3. Provider： Call the service provider of the remote service. It includes video processing service, video detection service, recorded video processing service and statistics service. The provider's service deployment uses the Docker container, and uses the container's service management capabilities to ensure the stability and high availability of services.
4. Monitor： The monitoring center that counts the number and time of service calls.

Call relationship between components

1. The service provider starts to register its own services with the registry.
2. The service consumer starts to subscribe to the required services from the registration summary.
3. The registry pushes the list of service providers to consumers based on long connections.
4. The service consumer selects one from the list to call based on a certain load balancing algorithm. If it fails, select another to call.
5. Service consumers and providers accumulate the number and time of calls in memory, and regularly send statistical data to the monitoring center.

excellent     spot

Compared with public cloud, private cloud has outstanding advantages in data security, making full use of existing hardware and software resources, quality of service, and management process. Building on-demand private cloud platform based on Docker not only has the above advantages, but also has the characteristics of elastic resource management, perfect monitoring, simple deployment, automated maintenance, etc.

(1) Data security 。 Because the storage service is deployed in the user's hardware environment, built behind the firewall, and the high availability of the storage service can ensure the reliability and security of user data.

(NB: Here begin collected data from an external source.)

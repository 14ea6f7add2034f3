mod build_config;
mod dispatcher;
mod env;
mod event;
mod executors;
mod message;
mod once_map;
mod recovery;
mod server;
mod settings;
mod tracking;

use std::sync::{Arc, LazyLock};

use anyhow::{anyhow, Result};
use dispatcher::{Dispatcher, Processor};
use executors::{AwsExecutorFactory, RegionalExecutors};
use log::{debug, info};
use settings::Settings;
use simplelog::LevelFilter;
use tokio_util::sync::CancellationToken;
use tracking::HttpTrackerFactory;

const VERSION: &str = env!("CARGO_PKG_VERSION");
static USER_AGENT: LazyLock<String> = LazyLock::new(|| {
    format!(
        "build-dispatcher/{} ({}, {})",
        VERSION,
        std::env::consts::OS,
        std::env::consts::ARCH
    )
});

#[tokio::main]
async fn main() -> Result<()> {
    let settings = Settings::new()?;

    let level: LevelFilter = settings
        .core
        .log_level
        .parse()
        .map_err(|_| anyhow!("invalid log level '{}'", settings.core.log_level))?;
    simplelog::SimpleLogger::init(level, simplelog::Config::default())?;
    debug!("{:?}", settings);

    recovery::install_hook();

    let executors = RegionalExecutors::new(AwsExecutorFactory::new(
        settings.eks.clone(),
        settings.serverless.clone(),
    ));
    let trackers = HttpTrackerFactory::new(&settings.tracking)?;
    let processor = Processor::new(executors, trackers, settings.core.stacktrace_dir());
    let dispatcher = Arc::new(Dispatcher::new(processor));

    let shutdown = CancellationToken::new();
    let on_signal = shutdown.clone();
    ctrlc::set_handler(move || {
        info!("Shutdown requested");
        on_signal.cancel();
    })?;

    let listener = tokio::net::TcpListener::bind(format!("0.0.0.0:{}", settings.core.port)).await?;
    info!("{} listening on {}", *USER_AGENT, listener.local_addr()?);

    let app = server::router(dispatcher, shutdown.clone(), settings.core.max_body_bytes);
    axum::serve(listener, app)
        .with_graceful_shutdown(shutdown.cancelled_owned())
        .await?;

    info!("Server stopped");
    Ok(())
}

（2） Perfect monitoring 。 The sentinel system described above is involved in the construction process of the entire on-demand privatization platform, and can report the abnormal conditions of components in each process in a timely manner.

（3） Resource elastic management 。 Build IaaS platform based on Openstack, which can freely manage and create virtual machines. The container management service is built based on Docker and Kubernetes, which can freely create services based on the service image. At the same time, the container management service can achieve elastic expansion.

（4） Simple deployment and automated maintenance 。 After the basic IaaS platform is built through pre arranged scripts, the service image can be used to quickly deploy services. The service discovery capability of container management services makes service maintenance simple.

total     junction

On the whole, due to the characteristics of private cloud, the operation and maintenance cost is much higher than the development cost in the implementation process. Therefore, the process of user oriented delivery and implementation must be simple, and subsequent maintenance should be automated as far as possible. Minimize manual intervention. The technical characteristics of the architecture (Openstack, Docker, Kubernetes, Zookeeper) used in the construction process of this article are in line with these characteristics. This article attempts to introduce you to the overall architecture of the on-demand privatization platform in the form of a global overview. On this basis, the details of each process will be further explored to discuss the considerations and rationality of implementation. If you want to obtain more dry products and technical dry goods, please pay attention Netease Yunxin Blog 。